5 Ways to Offset Taxes with Charitable Giving
Submitted by Moneywatch Advisors on July 6th, 2020Although we’re all living through the same global pandemic, it has affected some of us more than others. By sitting on the boards of God’s Pantry Food Bank and the YMCA of Central Kentucky, I’ve seen how many in our communities are suffering economically. For instance, the need for food assistance in Lexington alone has increased almost 90% - many seeking help for the first time - since the pandemic hit. Similarly, as the Y never turns anyone away because they can’t pay – and there are more now than ever - donors’ contributions serve needs like helping kids attend summer camp and play in sports leagues.
Because of the changes to the federal tax code in 2017 most of us don’t itemize our returns anymore. If not, contributing cash offers no tax benefit. Here are some alternative ways to give and still benefit yourself at the same time:
- Gift appreciated securities: If you own stock or even a mutual fund that has appreciated considerably since you purchased it, you may gift the shares directly to the charity. You will avoid paying any capital gains tax on the appreciated amount and you can deduct the current fair market value of the security on your return. The charity can then sell the security for cash and not pay capital gains tax either.

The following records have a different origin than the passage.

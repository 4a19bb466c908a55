use colored::*;
use std::fmt;
use tracing::{Event, Level, Subscriber};
use tracing_subscriber::fmt::format::{FormatEvent, FormatFields, Writer};
use tracing_subscriber::fmt::FmtContext;
use tracing_subscriber::registry::LookupSpan;

/// A custom tracing event formatter for colorizing log output based on level.
///
/// This formatter produces the clean, user-facing stdout output of the
/// benchmark binary: the whole line is colored by severity, without
/// timestamps or level prefixes.
pub struct ColorizedFormatter;

impl<S, N> FormatEvent<S, N> for ColorizedFormatter
where
    S: Subscriber + for<'a> LookupSpan<'a>,
    N: for<'a> FormatFields<'a> + 'static,
{
    fn format_event(
        &self,
        ctx: &FmtContext<'_, S, N>,
        mut writer: Writer<'_>,
        event: &Event<'_>,
    ) -> fmt::Result {
        // Buffer the formatted fields so the color applies to the whole line.
        let mut buffer = String::new();
        let mut buf_writer = Writer::new(&mut buffer);
        ctx.format_fields(buf_writer.by_ref(), event)?;

        let colored_output = match *event.metadata().level() {
            Level::INFO => buffer.white(),
            Level::WARN => buffer.yellow(),
            Level::ERROR => buffer.red(),
            Level::DEBUG => buffer.blue(),
            Level::TRACE => buffer.purple(),
        };

        writeln!(writer, "{}", colored_output)
    }
}
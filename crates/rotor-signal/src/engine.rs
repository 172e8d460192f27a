//! 주간 로테이션 신호 엔진.
//!
//! 점수 계산, 승자 선택, 목표 비중 산출을 하나의 평가로 묶습니다.
//! 게이트 상태 전이는 호출자(백테스트/페이퍼 엔진)가 먼저 수행하고,
//! 결정된 상태를 입력으로 넘깁니다.

use std::collections::HashMap;

use chrono::NaiveDate;
use rotor_core::config::{AllocationConfig, SignalConfig};
use rotor_core::domain::{PriceSeries, RiskState, WeeklySignal};
use rotor_core::types::Weight;
use rust_decimal::Decimal;
use tracing::info;

use crate::score::score_universe;
use crate::weights::{pick_winner, target_weights};

/// 리밸런스 한 번에 대한 평가 결과.
#[derive(Debug, Clone)]
pub struct RotationDecision {
    /// 신호 레코드 (랭킹, 승자, 상태, 낙폭)
    pub signal: WeeklySignal,
    /// 심볼별 목표 비중
    pub target_weights: HashMap<String, Weight>,
}

/// 신호 기준일 하나를 평가하는 엔진.
#[derive(Debug, Clone)]
pub struct RotationSignalEngine {
    signal: SignalConfig,
    allocation: AllocationConfig,
}

impl RotationSignalEngine {
    pub fn new(signal: SignalConfig, allocation: AllocationConfig) -> Self {
        Self { signal, allocation }
    }

    /// 신호 기준일의 랭킹과 목표 비중을 계산합니다.
    ///
    /// 점수 계산 가능한 자산이 하나도 없으면 첫 번째 주식형 ETF를
    /// 폴백 승자로 사용합니다.
    pub fn evaluate(
        &self,
        series: &HashMap<String, PriceSeries>,
        equity_etfs: &[String],
        defensive_etf: &str,
        signal_date: NaiveDate,
        state: RiskState,
        drawdown: Decimal,
    ) -> RotationDecision {
        let board = score_universe(series, equity_etfs, signal_date, &self.signal);

        let fallback = equity_etfs
            .first()
            .map(String::as_str)
            .unwrap_or(defensive_etf);
        let winner = pick_winner(&board, fallback);
        let weights = target_weights(state, &winner, defensive_etf, &self.allocation);

        info!(
            %signal_date,
            %state,
            winner = %winner,
            %drawdown,
            "주간 신호 평가"
        );

        RotationDecision {
            signal: WeeklySignal {
                signal_date,
                scores: board,
                selected: winner,
                state,
                drawdown,
            },
            target_weights: weights,
        }
    }
}
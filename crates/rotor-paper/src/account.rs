//! 페이퍼 트레이딩 계좌 모델
//!
//! 계좌는 JSON 파일 하나로 직렬화되는 순수 상태입니다. 현금, 정수 주수 포지션,
//! 순자산 이력, 리스크 게이트 스냅샷을 담고 있으며 실행 엔진이 리밸런스마다
//! 갱신합니다.

use std::collections::HashMap;

use chrono::NaiveDate;
use rust_decimal::Decimal;
use serde::{Deserialize, Serialize};
use uuid::Uuid;

use rotor_core::{EquityPoint, PriceSeries};
use rotor_signal::GateSnapshot;

// ============================================================
// 체결 기록
// ============================================================

/// 매매 방향
#[derive(Debug, Clone, Copy, PartialEq, Eq, Serialize, Deserialize)]
#[serde(rename_all = "SCREAMING_SNAKE_CASE")]
pub enum TradeSide {
    Buy,
    Sell,
}

impl std::fmt::Display for TradeSide {
    fn fmt(&self, f: &mut std::fmt::Formatter<'_>) -> std::fmt::Result {
        match self {
            TradeSide::Buy => write!(f, "BUY"),
            TradeSide::Sell => write!(f, "SELL"),
        }
    }
}

/// 체결 한 건의 기록
#[derive(Debug, Clone, Serialize, Deserialize)]
pub struct TradeRecord {
    /// 체결 ID
    pub id: Uuid,
    /// 체결일
    pub trade_date: NaiveDate,
    /// 심볼
    pub symbol: String,
    /// 매매 방향
    pub side: TradeSide,
    /// 체결 주수 (항상 양수)
    pub shares: i64,
    /// 체결 기준가 (종가)
    pub price: Decimal,
    /// 추정 비용 (수수료 + 세금 + 슬리피지)
    pub cost: Decimal,
}

// ============================================================
// 계좌
// ============================================================

/// 페이퍼 트레이딩 계좌 상태
///
/// `as_of`가 `None`이면 아직 한 번도 리밸런스하지 않은 신규 계좌이며,
/// 이 경우 실행 엔진은 가격 데이터의 첫 리밸런스 날짜부터 시작합니다.
#[derive(Debug, Clone, Serialize, Deserialize)]
pub struct PaperAccount {
    /// 마지막으로 처리한 거래일
    pub as_of: Option<NaiveDate>,
    /// 현금 잔고
    pub cash: Decimal,
    /// 심볼별 보유 주수 (정수)
    #[serde(default)]
    pub positions: HashMap<String, i64>,
    /// 지금까지 기록된 순자산 최고점
    #[serde(default)]
    pub equity_peak: Decimal,
    /// 리스크 게이트 스냅샷
    #[serde(default)]
    pub gate: GateSnapshot,
    /// 일별 순자산 이력 (날짜 오름차순)
    #[serde(default)]
    pub history: Vec<EquityPoint>,
    /// 전체 체결 이력
    #[serde(default)]
    pub trades: Vec<TradeRecord>,
}

impl PaperAccount {
    /// 초기 자본금으로 신규 계좌를 만듭니다.
    pub fn new(initial_capital: Decimal) -> Self {
        Self {
            as_of: None,
            cash: initial_capital,
            positions: HashMap::new(),
            equity_peak: initial_capital,
            gate: GateSnapshot::default(),
            history: Vec::new(),
            trades: Vec::new(),
        }
    }

    /// 특정 심볼의 보유 주수 (없으면 0)
    pub fn position(&self, symbol: &str) -> i64 {
        self.positions.get(symbol).copied().unwrap_or(0)
    }

    /// 기준일 종가로 평가한 총 순자산 (현금 + 포지션 평가액)
    ///
    /// 가격을 찾을 수 없는 보유 종목은 평가에서 조용히 제외됩니다.
    /// 유니버스 교체 후 남은 구 종목이 여기에 해당합니다.
    pub fn total_equity(&self, series: &HashMap<String, PriceSeries>, date: NaiveDate) -> Decimal {
        let mut equity = self.cash;
        for (symbol, shares) in &self.positions {
            if let Some(price) = series.get(symbol).and_then(|s| s.close_asof(date)) {
                equity += Decimal::from(*shares) * price;
            }
        }
        equity
    }

    /// 순자산 이력에 한 점을 기록합니다.
    ///
    /// 같은 날짜가 이미 있으면 값을 교체하고, 없으면 날짜 순서를 유지하며
    /// 삽입합니다. 백필을 여러 번 돌려도 이력이 중복되지 않습니다.
    pub fn record_equity(&mut self, date: NaiveDate, equity: Decimal) {
        match self.history.binary_search_by_key(&date, |p| p.date) {
            Ok(idx) => self.history[idx].equity = equity,
            Err(idx) => self.history.insert(idx, EquityPoint::new(date, equity)),
        }
    }
}

// ============================================================
// 테스트
// ============================================================
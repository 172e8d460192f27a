//! 주간 ETF 로테이션 신호 계산.
//!
//! 이 크레이트는 전략의 "머리"에 해당합니다:
//! - `score` - 모멘텀/변동성 점수와 랭킹
//! - `gate` - 드로다운 기반 리스크 게이트 상태 기계
//! - `weights` - 상태별 목표 비중과 노트레이드 밴드
//! - `costs` - 수수료/세금/슬리피지 추정
//! - `engine` - 위를 묶은 주간 평가 엔진
//!
//! 백테스트와 페이퍼 트레이딩이 같은 엔진을 공유하므로
//! 두 경로의 신호가 어긋날 수 없습니다.

pub mod costs;
pub mod engine;
pub mod gate;
pub mod score;
pub mod weights;

pub use costs::{CostModel, TradeLeg};
pub use engine::{RotationDecision, RotationSignalEngine};
pub use gate::{GateSnapshot, GateTransition, RiskGate};
pub use score::{compute_asset_score, score_universe, weekly_return_std};
pub use weights::{apply_no_trade_band, pick_winner, target_weights};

- Qualified charitable distribution: You may donate money directly from your IRA to a charity if you are at least 70 1/2. Normally, when you take a withdrawal from your IRA you are taxed on that amount. If you donate to a charity directly from your IRA, however, you pay no tax. If you are already taking Required Minimum Distributions (RMDs) from your IRA, you get the double benefit of paying no tax and satisfying your RMD for the year. Note: Congress eliminated the need for RMDs during 2020 due to Covid-19.
- Charitable Remainder Trust: If you’d like to gift to your favorite charity upon your death, you can establish a trust that provides you income during your lifetime and then transfers the assets in the trust to the charity at death. After transferring the appreciated asset to the trust – stock or even real estate – you can sell it and avoid capital gains tax. You deduct the donation from your taxes and reinvest the proceeds, which then provides the income throughout your lifetime.
- Charitable Lead Trust: This is just the opposite in that the charity of your choice will receive the income during your lifetime and your chosen beneficiary will inherit the asset at your death. This is a good choice if you’d like to see the benefits of your gift in action during your lifetime.
- Donor-advised fund: If you’d like to support several charities over time this may be a good option. You can contribute either cash or securities, receive a charitable deduction in the year you donate, and then the proceeds may be paid out over several years to several charities.
For unto whomsoever much is given, of him shall be much required – Luke 12:48.